Rickey returned to Jubilee in January of 1948 when his performance was captured at the McCormack General Hospital in Pasadena. The program featured Keith Williams and his College Cats; Jean Taylor backed by Stan Hasselgard, Jimmy Rowles, Barney Kessel, Harry Babasin, and Jackie Mills; and Rickey Jordan backed by the Jackie Mills group without Hasselgard. Rickey sang “Rickey’s Blues” and “Depending Blues” on the program.
Earl Carroll introduced a new edition of Vanities for 1948. Rickey Jordan received top billing in the show that was reviewed in Down Beat. “Rickey Jordan’s brand of “scat” singing didn’t seem to enchant the feathers-fanciers, but we thought he showed a remarkable taste and talent for his material. Rhythmically he was strictly in the groove, and we can see him set off to better advantage in more intimate quarters.”

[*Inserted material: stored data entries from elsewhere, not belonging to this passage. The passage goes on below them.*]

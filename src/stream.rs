//! Stream adapter that polls a log source from a background task.

use crate::source::LogSource;
use futures::Stream;
use std::pin::Pin;
use std::task::{Context, Poll};
use std::time::Duration;
use tokio::sync::{broadcast, mpsc};
use tokio::task::JoinHandle;

/// Poll cadence used when the caller does not pick one.
pub(crate) const DEFAULT_POLL_INTERVAL: Duration = Duration::from_secs(1);

/// A stream that polls a [`LogSource`] on an interval and yields each
/// non-empty batch of decoded lines.
pub struct LineStream {
    receiver: mpsc::UnboundedReceiver<Vec<String>>,
    _shutdown_tx: broadcast::Sender<()>,
    _task_handle: JoinHandle<()>,
}

impl LineStream {
    /// Wraps `source`, polling it every `interval`.
    pub fn new(source: LogSource, interval: Duration) -> Self {
        let (tx, rx) = mpsc::unbounded_channel();
        let (shutdown_tx, mut shutdown_rx) = broadcast::channel(1);

        let task_handle = tokio::spawn(async move {
            loop {
                tokio::select! {
                    _ = shutdown_rx.recv() => break,
                    _ = tokio::time::sleep(interval) => {}
                }

                let lines = source.poll().await;
                if !lines.is_empty() && tx.send(lines).is_err() {
                    // Receiver gone; no one is listening anymore.
                    break;
                }
            }
        });

        LineStream {
            receiver: rx,
            _shutdown_tx: shutdown_tx,
            _task_handle: task_handle,
        }
    }

    /// Check if the stream has been closed/dropped
    #[cfg(test)]
    pub fn is_closed(&self) -> bool {
        self.receiver.is_closed()
    }
}

impl Drop for LineStream {
    fn drop(&mut self) {
        // Stops the polling task; the wrapped source's own drop then stops
        // its rotation task.
        let _ = self._shutdown_tx.send(());
    }
}

impl Stream for LineStream {
    type Item = Vec<String>;

    fn poll_next(mut self: Pin<&mut Self>, cx: &mut Context<'_>) -> Poll<Option<Self::Item>> {
        Pin::new(&mut self.receiver).poll_recv(cx)
    }
}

Jordan honed his vocal delivery during the balance of the year with nightclub appearances in Hollywood in addition to his duties at Earl Carroll’s shows. Jordan was part of the Christmas special at The Casbah, 8401 South Figueroa, that headlined Kay Starr backed by the Dave Cavanaugh Orchestra, and Rickey Jordan backed by Don Swan’s Orchestra.
Rickey spent eighteen weeks at Ciro’s in San Francisco at the beginning of 1949. His next appearance was at the Crown Room in Kansas City where a spring engagement was extended into the fall. He opened at the Lord Baltimore in St. Louis on Thursday, September 22, 1949, where he headlined the nightspot with three shows nightly. The engagement continued through the weekend with performances on the 23rd, 24th, and 25th. He failed to appear on Monday and Tuesday. He was still not feeling well on Wednesday evening where he remained in the hotel and told his bride of a week to catch a movie while he rested in their hotel room. When she returned to the hotel she found him unconscious on the floor of the bathroom. The coroner registered the cause of death to acute respiratory infection.
Richard Jordan Haydel was buried at Inglewood Park Cemetary, Hilldale Plot, in Inglewood, Los Angeles County, California. His mother was buried in the same plot when she passed away in 1965.